Goal of the exercise: The response should be the data again, identical in every line.

______________________________

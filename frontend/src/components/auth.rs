use std::future::Future;
use std::rc::Rc;

use crm_shared::{AppState, Controller};
use gloo::events::EventListener;
use wasm_bindgen::JsCast;
use wasm_bindgen_futures::spawn_local;
use web_sys::{HtmlInputElement, StorageEvent};
use yew::prelude::*;
use yew_hooks::use_mount;

use crate::services::{AppController, GlooTimer, SESSION_STORAGE_KEY, SupabaseBackend};

// App context: the latest state snapshot plus the controller that owns I/O
#[derive(Clone)]
pub struct CrmContext {
    pub state: AppState,
    pub controller: Rc<AppController>,
}

impl PartialEq for CrmContext {
    fn eq(&self, other: &Self) -> bool {
        self.state == other.state && Rc::ptr_eq(&self.controller, &other.controller)
    }
}

impl CrmContext {
    /// Spawns a controller call. Its outcome arrives through the state
    /// subscription, so nothing is returned.
    pub fn run<F, Fut>(&self, task: F)
    where
        F: FnOnce(Rc<AppController>) -> Fut + 'static,
        Fut: Future<Output = ()> + 'static,
    {
        let controller = self.controller.clone();
        spawn_local(task(controller));
    }

    pub fn config_warning(&self) -> Option<String> {
        self.controller
            .backend()
            .config_error()
            .map(|err| format!("Backend configuration problem: {}", err))
    }
}

#[derive(Properties, PartialEq)]
pub struct CrmProviderProps {
    pub children: Children,
}

#[function_component(CrmProvider)]
pub fn crm_provider(props: &CrmProviderProps) -> Html {
    let controller = use_memo((), |_| {
        let backend = SupabaseBackend::from_env();
        let timeouts = backend.timeouts();
        Controller::new(backend, GlooTimer, timeouts)
    });
    let state = use_state(|| controller.state());

    // Mirror every controller change into component state
    {
        let controller = controller.clone();
        let setter = state.setter();
        use_effect_with((), move |_| {
            controller.subscribe(move |snapshot| setter.set(snapshot.clone()));
            move || controller.unsubscribe()
        });
    }

    {
        let controller = controller.clone();
        use_mount(move || {
            spawn_local(async move { controller.check_session().await });
        });
    }

    // Sign-in and sign-out in other tabs show up as storage events
    {
        let controller = controller.clone();
        use_effect_with((), move |_| {
            let listener = web_sys::window().map(|window| {
                EventListener::new(&window, "storage", move |event| {
                    let Some(event) = event.dyn_ref::<StorageEvent>() else {
                        return;
                    };
                    if event.key().as_deref() != Some(SESSION_STORAGE_KEY) {
                        return;
                    }
                    let controller = controller.clone();
                    spawn_local(async move {
                        controller
                            .on_session_change(SupabaseBackend::stored_session())
                            .await;
                    });
                })
            });
            move || drop(listener)
        });
    }

    let context = CrmContext {
        state: (*state).clone(),
        controller,
    };

    html! {
        <ContextProvider<CrmContext> {context}>
            {props.children.clone()}
        </ContextProvider<CrmContext>>
    }
}

#[function_component(LoginForm)]
pub fn login_form() -> Html {
    let ctx = use_context::<CrmContext>();
    let email = use_state(String::new);
    let password = use_state(String::new);
    let loading = use_state(|| false);

    let Some(ctx) = ctx else {
        return html! {};
    };

    let onsubmit = {
        let ctx = ctx.clone();
        let email = email.clone();
        let password = password.clone();
        let loading = loading.clone();
        Callback::from(move |e: SubmitEvent| {
            e.prevent_default();

            let email = (*email).clone();
            let password = (*password).clone();
            let loading = loading.clone();
            loading.set(true);

            ctx.run(move |controller| async move {
                // Failures land in the shared error banner
                let _ = controller.sign_in(&email, &password).await;
                loading.set(false);
            });
        })
    };

    let email_oninput = {
        let email = email.clone();
        Callback::from(move |e: InputEvent| {
            let input: HtmlInputElement = e.target_unchecked_into();
            email.set(input.value());
        })
    };

    let password_oninput = {
        let password = password.clone();
        Callback::from(move |e: InputEvent| {
            let input: HtmlInputElement = e.target_unchecked_into();
            password.set(input.value());
        })
    };

    let on_dismiss = {
        let ctx = ctx.clone();
        Callback::from(move |_: MouseEvent| ctx.controller.dismiss_error())
    };

    html! {
        <div class="min-h-screen flex items-center justify-center bg-gray-900 py-12 px-4 sm:px-6 lg:px-8">
            <div class="max-w-md w-full space-y-8">
                <div>
                    <h2 class="mt-6 text-center text-3xl font-extrabold text-white">
                        {"CI360 Client Tracker"}
                    </h2>
                    <p class="mt-2 text-center text-sm text-gray-400">
                        {"Sign in to manage client onboardings"}
                    </p>
                </div>

                if let Some(warning) = ctx.config_warning() {
                    <div class="bg-yellow-900/50 border border-yellow-700 text-yellow-200 px-4 py-3 rounded-lg text-sm">
                        {warning}
                    </div>
                }

                <form class="mt-8 space-y-6" {onsubmit}>
                    <div class="rounded-md shadow-sm -space-y-px">
                        <div>
                            <label for="email-address" class="sr-only">{"Email address"}</label>
                            <input
                                id="email-address"
                                name="email"
                                type="email"
                                autocomplete="email"
                                required=true
                                class="appearance-none rounded-none relative block w-full px-3 py-2 border border-gray-600 bg-gray-800 placeholder-gray-500 text-white rounded-t-md focus:outline-none focus:ring-blue-500 focus:border-blue-500 focus:z-10 sm:text-sm"
                                placeholder="Email address"
                                value={(*email).clone()}
                                oninput={email_oninput}
                            />
                        </div>
                        <div>
                            <label for="password" class="sr-only">{"Password"}</label>
                            <input
                                id="password"
                                name="password"
                                type="password"
                                autocomplete="current-password"
                                required=true
                                class="appearance-none rounded-none relative block w-full px-3 py-2 border border-gray-600 bg-gray-800 placeholder-gray-500 text-white rounded-b-md focus:outline-none focus:ring-blue-500 focus:border-blue-500 focus:z-10 sm:text-sm"
                                placeholder="Password"
                                value={(*password).clone()}
                                oninput={password_oninput}
                            />
                        </div>
                    </div>

                    if let Some(error) = ctx.state.error.clone() {
                        <div class="bg-red-900/50 border border-red-700 text-red-200 px-4 py-3 rounded-lg flex items-start justify-between">
                            <span>{error}</span>
                            <button type="button" onclick={on_dismiss} class="ml-4 text-red-300 hover:text-white">{"×"}</button>
                        </div>
                    }

                    <div>
                        <button
                            type="submit"
                            disabled={*loading}
                            class="group relative w-full flex justify-center py-2 px-4 border border-transparent text-sm font-medium rounded-md text-white bg-blue-600 hover:bg-blue-700 focus:outline-none focus:ring-2 focus:ring-offset-2 focus:ring-blue-500 disabled:opacity-50 disabled:cursor-not-allowed"
                        >
                            if *loading {
                                <svg class="animate-spin -ml-1 mr-3 h-5 w-5 text-white" xmlns="http://www.w3.org/2000/svg" fill="none" viewBox="0 0 24 24">
                                    <circle class="opacity-25" cx="12" cy="12" r="10" stroke="currentColor" stroke-width="4"></circle>
                                    <path class="opacity-75" fill="currentColor" d="M4 12a8 8 0 018-8V0C5.373 0 0 5.373 0 12h4zm2 5.291A7.962 7.962 0 014 12H0c0 3.042 1.135 5.824 3 7.938l3-2.647z"></path>
                                </svg>
                                {"Signing in..."}
                            } else {
                                {"Sign in"}
                            }
                        </button>
                    </div>
                </form>
            </div>
        </div>
    }
}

______________________________

Written response:
filename frontend/src/components/auth.rs
use std::future::Future;
use std::rc::Rc;

use crm_shared::{AppState, Controller};
use gloo::events::EventListener;
use wasm_bindgen::JsCast;
use wasm_bindgen_futures::spawn_local;
use web_sys::{HtmlInputElement, StorageEvent};
use yew::prelude::*;
use yew_hooks::use_mount;

use crate::services::{AppController, GlooTimer, SESSION_STORAGE_KEY, SupabaseBackend};

// App context: the latest state snapshot plus the controller that owns I/O
#[derive(Clone)]
pub struct CrmContext {
    pub state: AppState,
    pub controller: Rc<AppController>,
}

impl PartialEq for CrmContext {
    fn eq(&self, other: &Self) -> bool {
        self.state == other.state && Rc::ptr_eq(&self.controller, &other.controller)
    }
}

impl CrmContext {
    /// Spawns a controller call. Its outcome arrives through the state
    /// subscription, so nothing is returned.
    pub fn run<F, Fut>(&self, task: F)
    where
        F: FnOnce(Rc<AppController>) -> Fut + 'static,
        Fut: Future<Output = ()> + 'static,
    {
        let controller = self.controller.clone();
        spawn_local(task(controller));
    }

    pub fn config_warning(&self) -> Option<String> {
        self.controller
            .backend()
            .config_error()
            .map(|err| format!("Backend configuration problem: {}", err))
    }
}

#[derive(Properties, PartialEq)]
pub struct CrmProviderProps {
    pub children: Children,
}

#[function_component(CrmProvider)]
pub fn crm_provider(props: &CrmProviderProps) -> Html {
    let controller = use_memo((), |_| {
        let backend = SupabaseBackend::from_env();
        let timeouts = backend.timeouts();
        Controller::new(backend, GlooTimer, timeouts)
    });
    let state = use_state(|| controller.state());

    // Mirror every controller change into component state
    {
        let controller = controller.clone();
        let setter = state.setter();
        use_effect_with((), move |_| {
            controller.subscribe(move |snapshot| setter.set(snapshot.clone()));
            move || controller.unsubscribe()
        });
    }

    {
        let controller = controller.clone();
        use_mount(move || {
            spawn_local(async move { controller.check_session().await });
        });
    }

    // Sign-in and sign-out in other tabs show up as storage events
    {
        let controller = controller.clone();
        use_effect_with((), move |_| {
            let listener = web_sys::window().map(|window| {
                EventListener::new(&window, "storage", move |event| {
                    let Some(event) = event.dyn_ref::<StorageEvent>() else {
                        return;
                    };
                    if event.key().as_deref() != Some(SESSION_STORAGE_KEY) {
                        return;
                    }
                    let controller = controller.clone();
                    spawn_local(async move {
                        controller
                            .on_session_change(SupabaseBackend::stored_session())
                            .await;
                    });
                })
            });
            move || drop(listener)
        });
    }

    let context = CrmContext {
        state: (*state).clone(),
        controller,
    };

    html! {
        <ContextProvider<CrmContext> {context}>
            {props.children.clone()}
        </ContextProvider<CrmContext>>
    }
}

#[function_component(LoginForm)]
pub fn login_form() -> Html {
    let ctx = use_context::<CrmContext>();
    let email = use_state(String::new);
    let password = use_state(String::new);
    let loading = use_state(|| false);

    let Some(ctx) = ctx else {
        return html! {};
    };

    let onsubmit = {
        let ctx = ctx.clone();
        let email = email.clone();
        let password = password.clone();
        let loading = loading.clone();
        Callback::from(move |e: SubmitEvent| {
            e.prevent_default();

            let email = (*email).clone();
            let password = (*password).clone();
            let loading = loading.clone();
            loading.set(true);

            ctx.run(move |controller| async move {
                // Failures land in the shared error banner
                let _ = controller.sign_in(&email, &password).await;
                loading.set(false);
            });
        })
    };

    let email_oninput = {
        let email = email.clone();
        Callback::from(move |e: InputEvent| {
            let input: HtmlInputElement = e.target_unchecked_into();
            email.set(input.value());
        })
    };

    let password_oninput = {
        let password = password.clone();
        Callback::from(move |e: InputEvent| {
            let input: HtmlInputElement = e.target_unchecked_into();
            password.set(input.value());
        })
    };

    let on_dismiss = {
        let ctx = ctx.clone();
        Callback::from(move |_: MouseEvent| ctx.controller.dismiss_error())
    };

    html! {
        <div class="min-h-screen flex items-center justify-center bg-gray-900 py-12 px-4 sm:px-6 lg:px-8">
            <div class="max-w-md w-full space-y-8">
                <div>
                    <h2 class="mt-6 text-center text-3xl font-extrabold text-white">
                        {"CI360 Client Tracker"}
                    </h2>
                    <p class="mt-2 text-center text-sm text-gray-400">
                        {"Sign in to manage client onboardings"}
                    </p>
                </div>

                if let Some(warning) = ctx.config_warning() {
                    <div class="bg-yellow-900/50 border border-yellow-700 text-yellow-200 px-4 py-3 rounded-lg text-sm">
                        {warning}
                    </div>
                }

                <form class="mt-8 space-y-6" {onsubmit}>
                    <div class="rounded-md shadow-sm -space-y-px">
                        <div>
                            <label for="email-address" class="sr-only">{"Email address"}</label>
                            <input
                                id="email-address"
                                name="email"
                                type="email"
                                autocomplete="email"
                                required=true
                                class="appearance-none rounded-none relative block w-full px-3 py-2 border border-gray-600 bg-gray-800 placeholder-gray-500 text-white rounded-t-md focus:outline-none focus:ring-blue-500 focus:border-blue-500 focus:z-10 sm:text-sm"
                                placeholder="Email address"
                                value={(*email).clone()}
                                oninput={email_oninput}
                            />
                        </div>
                        <div>
                            <label for="password" class="sr-only">{"Password"}</label>
                            <input
                                id="password"
                                name="password"
                                type="password"
                                autocomplete="current-password"
                                required=true
                                class="appearance-none rounded-none relative block w-full px-3 py-2 border border-gray-600 bg-gray-800 placeholder-gray-500 text-white rounded-b-md focus:outline-none focus:ring-blue-500 focus:border-blue-500 focus:z-10 sm:text-sm"
                                placeholder="Password"
                                value={(*password).clone()}
                                oninput={password_oninput}
                            />
                        </div>
                    </div>

                    if let Some(error) = ctx.state.error.clone() {
                        <div class="bg-red-900/50 border border-red-700 text-red-200 px-4 py-3 rounded-lg flex items-start justify-between">
                            <span>{error}</span>
                            <button type="button" onclick={on_dismiss} class="ml-4 text-red-300 hover:text-white">{"×"}</button>
                        </div>
                    }

                    <div>
                        <button
                            type="submit"
                            disabled={*loading}
                            class="group relative w-full flex justify-center py-2 px-4 border border-transparent text-sm font-medium rounded-md text-white bg-blue-600 hover:bg-blue-700 focus:outline-none focus:ring-2 focus:ring-offset-2 focus:ring-blue-500 disabled:opacity-50 disabled:cursor-not-allowed"
                        >
                            if *loading {
                                <svg class="animate-spin -ml-1 mr-3 h-5 w-5 text-white" xmlns="http://www.w3.org/2000/svg" fill="none" viewBox="0 0 24 24">
                                    <circle class="opacity-25" cx="12" cy="12" r="10" stroke="currentColor" stroke-width="4"></circle>
                                    <path class="opacity-75" fill="currentColor" d="M4 12a8 8 0 018-8V0C5.373 0 0 5.373 0 12h4zm2 5.291A7.962 7.962 0 014 12H0c0 3.042 1.135 5.824 3 7.938l3-2.647z"></path>
                                </svg>
                                {"Signing in..."}
                            } else {
                                {"Sign in"}
                            }
                        </button>
                    </div>
                </form>
            </div>
        </div>
    }
}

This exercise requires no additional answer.